Last week Arizona House Bill 2770 was passed, allowing for business owners to determine whether masks are required in their places of business. According to news reports, the bill’s sponsor, Representative Joseph Chaplik, persuaded the Arizona House to let businesses ignore mask mandates to stem COVID spread in part by arguing that they were not needed decades ago to stop the spread of AIDS.

As Southern Arizona’s largest AIDS service organization, the Southern Arizona AIDS Foundation (SAAF) believes it is vital to our community’s health and safety that we correct any false or misleading information that relates to reducing the transmission of COVID-19 and HIV/AIDS. Setting up a false equivalency between the spread of COVID-19 and the spread of HIV/AIDS is both disingenuous and dangerous. SAAF’s CEO, Ravi Grivois-Shah, comments: “While the current COVID-19 pandemic is often compared to the HIV epidemic, including the issues of community impact and individual isolation, Representative Chaplik’s use of the HIV pandemic in supporting legislation that would allow businesses to ignore COVID-19 mask mandates is careless.”

There are key differences between the spread of COVID-19 and the spread of HIV/AIDS. According to the Centers for Disease Control (CDC), “COVID-19 is a respiratory disease that primarily spreads through respiratory droplets produced when an infected person coughs, sneezes, or talks.” Scientific studies show us that masks slow the spread of COVID-19, because they help keep people who are infected from spreading respiratory droplets to others when they breathe, cough, sneeze, or talk.

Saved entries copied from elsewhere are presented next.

//! Tests for the bucket registry: creation, lookup, removal, startup
//! scanning, and aggregate reporting.

use std::fs;

use tempfile::TempDir;

use crate::bucket::BucketSettings;
use crate::storage::{Storage, StorageError};

#[test]
fn open_creates_missing_root() {
    let tmp = TempDir::new().unwrap();
    let root = tmp.path().join("nested/data");

    let storage = Storage::open(&root).unwrap();
    assert!(root.is_dir());
    assert_eq!(storage.info().unwrap().bucket_count, 0);
}

#[test]
fn create_get_remove_bucket() {
    let tmp = TempDir::new().unwrap();
    let storage = Storage::open(tmp.path()).unwrap();

    storage
        .create_bucket("metrics", BucketSettings::default())
        .unwrap();
    assert!(tmp.path().join("metrics/.settings").exists());

    let bucket = storage.get_bucket("metrics").unwrap();
    assert_eq!(bucket.name(), "metrics");

    storage.remove_bucket("metrics").unwrap();
    assert!(!tmp.path().join("metrics").exists());
    assert!(matches!(
        storage.get_bucket("metrics").unwrap_err(),
        StorageError::NotFound(_)
    ));
}

#[test]
fn create_duplicate_is_conflict() {
    let tmp = TempDir::new().unwrap();
    let storage = Storage::open(tmp.path()).unwrap();

    storage
        .create_bucket("metrics", BucketSettings::default())
        .unwrap();
    let err = storage
        .create_bucket("metrics", BucketSettings::default())
        .unwrap_err();
    assert!(matches!(err, StorageError::Conflict(_)));
}

#[test]
fn invalid_bucket_name_is_unprocessable() {
    let tmp = TempDir::new().unwrap();
    let storage = Storage::open(tmp.path()).unwrap();

    for name in ["", "no/slashes", "no spaces"] {
        let err = storage
            .create_bucket(name, BucketSettings::default())
            .unwrap_err();
        assert!(matches!(err, StorageError::UnprocessableEntity(_)));
    }
}

#[test]
fn remove_missing_bucket_is_not_found() {
    let tmp = TempDir::new().unwrap();
    let storage = Storage::open(tmp.path()).unwrap();

    let err = storage.remove_bucket("ghost").unwrap_err();
    assert!(matches!(err, StorageError::NotFound(_)));
}

#[test]
fn reopen_recovers_buckets_and_records() {
    let tmp = TempDir::new().unwrap();
    {
        let storage = Storage::open(tmp.path()).unwrap();
        let bucket = storage
            .create_bucket("metrics", BucketSettings::default())
            .unwrap();
        bucket
            .write("cpu", b"0.93".to_vec(), 1_000, Vec::new())
            .unwrap();
        bucket
            .write("mem", b"0.41".to_vec(), 2_000, Vec::new())
            .unwrap();
    }

    let storage = Storage::open(tmp.path()).unwrap();
    let bucket = storage.get_bucket("metrics").unwrap();
    assert_eq!(bucket.read("cpu", 1_000).unwrap().blob, b"0.93");
    assert_eq!(bucket.read("mem", 2_000).unwrap().blob, b"0.41");

    let info = storage.info().unwrap();
    assert_eq!(info.bucket_count, 1);
    assert_eq!(info.entry_count, 2);
}

#[test]
fn broken_bucket_is_isolated_at_startup() {
    let tmp = TempDir::new().unwrap();
    {
        let storage = Storage::open(tmp.path()).unwrap();
        storage
            .create_bucket("good", BucketSettings::default())
            .unwrap();
        storage
            .create_bucket("bad", BucketSettings::default())
            .unwrap();
    }

    // Destroy the bad bucket's settings file.
    fs::write(tmp.path().join("bad/.settings"), b"not a settings file").unwrap();

    let storage = Storage::open(tmp.path()).unwrap();
    assert!(storage.get_bucket("good").is_ok());
    assert!(matches!(
        storage.get_bucket("bad").unwrap_err(),
        StorageError::NotFound(_)
    ));
    assert_eq!(storage.info().unwrap().bucket_count, 1);
}

#[test]
fn info_and_list_aggregate() {
    let tmp = TempDir::new().unwrap();
    let storage = Storage::open(tmp.path()).unwrap();

    let alpha = storage
        .create_bucket("alpha", BucketSettings::default())
        .unwrap();
    let beta = storage
        .create_bucket("beta", BucketSettings::default())
        .unwrap();

    alpha.write("e1", b"x".to_vec(), 1, Vec::new()).unwrap();
    beta.write("e1", b"y".to_vec(), 2, Vec::new()).unwrap();
    beta.write("e2", b"z".to_vec(), 3, Vec::new()).unwrap();

    let info = storage.info().unwrap();
    assert_eq!(info.bucket_count, 2);
    assert_eq!(info.entry_count, 3);
    assert!(info.bytes > 0);

    let list = storage.list().unwrap();
    let names: Vec<&str> = list.iter().map(|s| s.name.as_str()).collect();
    assert_eq!(names, ["alpha", "beta"]);
    assert_eq!(list[1].info.entry_count, 2);
}

#[test]
fn plain_files_in_root_are_ignored() {
    let tmp = TempDir::new().unwrap();
    fs::write(tmp.path().join("stray.txt"), b"ignore me").unwrap();

    let storage = Storage::open(tmp.path()).unwrap();
    assert_eq!(storage.info().unwrap().bucket_count, 0);
}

As a virus, HIV is transmitted through semen, blood, rectal fluids, vaginal fluids, and breast milk and cannot be spread through saliva. Because HIV/AIDS is not a respiratory disease, mask-wearing has never been a public health measure used to reduce its spread. Instead, through advances in science and technology, we have at our disposal several strategies to reduce the acquisition and transmission of HIV/AIDS including: HIV testing, pre- and post-exposure prophylaxis (PrEP and PEP), condoms, and antiretroviral treatments (treatment as prevention). These prevention strategies are at the core of the work we do at SAAF, and individuals may access any one of these prevention measures when they come to SAAF.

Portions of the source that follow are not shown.